■ What to work on:
The records beneath should be restated word for word.

■ Saved data entries:
● ● ● ● ●

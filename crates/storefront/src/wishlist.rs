//! Wishlist state.
//!
//! A set of liked products, unique by id, kept in the order they were liked
//! and written through to the store under `<site>Wishlist`.

use std::collections::HashSet;

use serde::{Deserialize, Serialize};
use tracing::{debug, warn};

use markethub_core::ProductId;

use crate::models::Product;
use crate::store::{self, Namespace, SharedStore, Slot, StoreError};

/// A liked product.
#[derive(Debug, Clone, PartialEq, Serialize, Deserialize)]
pub struct WishlistEntry {
    #[serde(flatten)]
    pub product: Product,
}

/// The wishlist manager.
pub struct Wishlist {
    entries: Vec<WishlistEntry>,
    store: SharedStore,
    key: String,
}

impl std::fmt::Debug for Wishlist {
    fn fmt(&self, f: &mut std::fmt::Formatter<'_>) -> std::fmt::Result {
        f.debug_struct("Wishlist")
            .field("key", &self.key)
            .field("entries", &self.entries)
            .finish_non_exhaustive()
    }
}

impl Wishlist {
    /// Create an empty wishlist without reading the store.
    #[must_use]
    pub fn new(store: SharedStore, namespace: &Namespace) -> Self {
        Self {
            entries: Vec::new(),
            store,
            key: namespace.key(Slot::Wishlist),
        }
    }

    /// Load the persisted wishlist.
    ///
    /// # Errors
    ///
    /// Returns `StoreError::Corrupt` if the stored entries do not decode or
    /// contain duplicate ids, or any backend error.
    pub fn load(store: SharedStore, namespace: &Namespace) -> Result<Self, StoreError> {
        let mut wishlist = Self::new(store, namespace);
        let entries: Vec<WishlistEntry> =
            store::load_json(wishlist.store.as_ref(), &wishlist.key)?.unwrap_or_default();

        let mut seen = HashSet::with_capacity(entries.len());
        for entry in &entries {
            if !seen.insert(entry.product.id) {
                return Err(StoreError::corrupt(
                    &wishlist.key,
                    format!("product {} appears more than once", entry.product.id),
                ));
            }
            entry
                .product
                .validate()
                .map_err(|reason| StoreError::corrupt(&wishlist.key, reason))?;
        }

        wishlist.entries = entries;
        Ok(wishlist)
    }

    /// Load the persisted wishlist, starting empty if it cannot be read.
    #[must_use]
    pub fn load_or_reset(store: SharedStore, namespace: &Namespace) -> Self {
        match Self::load(store.clone(), namespace) {
            Ok(wishlist) => wishlist,
            Err(e) => {
                let wishlist = Self::new(store, namespace);
                warn!(key = %wishlist.key, error = %e, "Discarding unreadable wishlist");
                if e.is_corrupt() {
                    store::forget(wishlist.store.as_ref(), &wishlist.key);
                }
                wishlist
            }
        }
    }

    /// Add the product if absent, remove it if present.
    ///
    /// Returns whether the product is on the wishlist afterwards.
    pub fn toggle(&mut self, product: &Product) -> bool {
        let before = self.entries.len();
        self.entries.retain(|entry| entry.product.id != product.id);
        let liked = self.entries.len() == before;
        if liked {
            self.entries.push(WishlistEntry {
                product: product.clone(),
            });
        }
        debug!(product_id = %product.id, liked, "Toggled wishlist");
        store::persist(self.store.as_ref(), &self.key, &self.entries);
        liked
    }

    #[must_use]
    pub fn contains(&self, product_id: ProductId) -> bool {
        self.entries.iter().any(|entry| entry.product.id == product_id)
    }

    #[must_use]
    pub fn count(&self) -> usize {
        self.entries.len()
    }

    /// Entries in the order they were liked.
    #[must_use]
    pub fn entries(&self) -> &[WishlistEntry] {
        &self.entries
    }

    /// Ids of every liked product.
    #[must_use]
    pub fn ids(&self) -> Vec<ProductId> {
        self.entries.iter().map(|entry| entry.product.id).collect()
    }

    pub fn clear(&mut self) {
        self.entries.clear();
        store::persist(self.store.as_ref(), &self.key, &self.entries);
    }
}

● ● ● ● ●

■ Reply to the task:
filename crates/storefront/src/wishlist.rs
//! Wishlist state.
//!
//! A set of liked products, unique by id, kept in the order they were liked
//! and written through to the store under `<site>Wishlist`.

use std::collections::HashSet;

use serde::{Deserialize, Serialize};
use tracing::{debug, warn};

use markethub_core::ProductId;

use crate::models::Product;
use crate::store::{self, Namespace, SharedStore, Slot, StoreError};

/// A liked product.
#[derive(Debug, Clone, PartialEq, Serialize, Deserialize)]
pub struct WishlistEntry {
    #[serde(flatten)]
    pub product: Product,
}

/// The wishlist manager.
pub struct Wishlist {
    entries: Vec<WishlistEntry>,
    store: SharedStore,
    key: String,
}

impl std::fmt::Debug for Wishlist {
    fn fmt(&self, f: &mut std::fmt::Formatter<'_>) -> std::fmt::Result {
        f.debug_struct("Wishlist")
            .field("key", &self.key)
            .field("entries", &self.entries)
            .finish_non_exhaustive()
    }
}

impl Wishlist {
    /// Create an empty wishlist without reading the store.
    #[must_use]
    pub fn new(store: SharedStore, namespace: &Namespace) -> Self {
        Self {
            entries: Vec::new(),
            store,
            key: namespace.key(Slot::Wishlist),
        }
    }

    /// Load the persisted wishlist.
    ///
    /// # Errors
    ///
    /// Returns `StoreError::Corrupt` if the stored entries do not decode or
    /// contain duplicate ids, or any backend error.
    pub fn load(store: SharedStore, namespace: &Namespace) -> Result<Self, StoreError> {
        let mut wishlist = Self::new(store, namespace);
        let entries: Vec<WishlistEntry> =
            store::load_json(wishlist.store.as_ref(), &wishlist.key)?.unwrap_or_default();

        let mut seen = HashSet::with_capacity(entries.len());
        for entry in &entries {
            if !seen.insert(entry.product.id) {
                return Err(StoreError::corrupt(
                    &wishlist.key,
                    format!("product {} appears more than once", entry.product.id),
                ));
            }
            entry
                .product
                .validate()
                .map_err(|reason| StoreError::corrupt(&wishlist.key, reason))?;
        }

        wishlist.entries = entries;
        Ok(wishlist)
    }

    /// Load the persisted wishlist, starting empty if it cannot be read.
    #[must_use]
    pub fn load_or_reset(store: SharedStore, namespace: &Namespace) -> Self {
        match Self::load(store.clone(), namespace) {
            Ok(wishlist) => wishlist,
            Err(e) => {
                let wishlist = Self::new(store, namespace);
                warn!(key = %wishlist.key, error = %e, "Discarding unreadable wishlist");
                if e.is_corrupt() {
                    store::forget(wishlist.store.as_ref(), &wishlist.key);
                }
                wishlist
            }
        }
    }

    /// Add the product if absent, remove it if present.
    ///
    /// Returns whether the product is on the wishlist afterwards.
    pub fn toggle(&mut self, product: &Product) -> bool {
        let before = self.entries.len();
        self.entries.retain(|entry| entry.product.id != product.id);
        let liked = self.entries.len() == before;
        if liked {
            self.entries.push(WishlistEntry {
                product: product.clone(),
            });
        }
        debug!(product_id = %product.id, liked, "Toggled wishlist");
        store::persist(self.store.as_ref(), &self.key, &self.entries);
        liked
    }

    #[must_use]
    pub fn contains(&self, product_id: ProductId) -> bool {
        self.entries.iter().any(|entry| entry.product.id == product_id)
    }

    #[must_use]
    pub fn count(&self) -> usize {
        self.entries.len()
    }

    /// Entries in the order they were liked.
    #[must_use]
    pub fn entries(&self) -> &[WishlistEntry] {
        &self.entries
    }

    /// Ids of every liked product.
    #[must_use]
    pub fn ids(&self) -> Vec<ProductId> {
        self.entries.iter().map(|entry| entry.product.id).collect()
    }

    pub fn clear(&mut self) {
        self.entries.clear();
        store::persist(self.store.as_ref(), &self.key, &self.entries);
    }
}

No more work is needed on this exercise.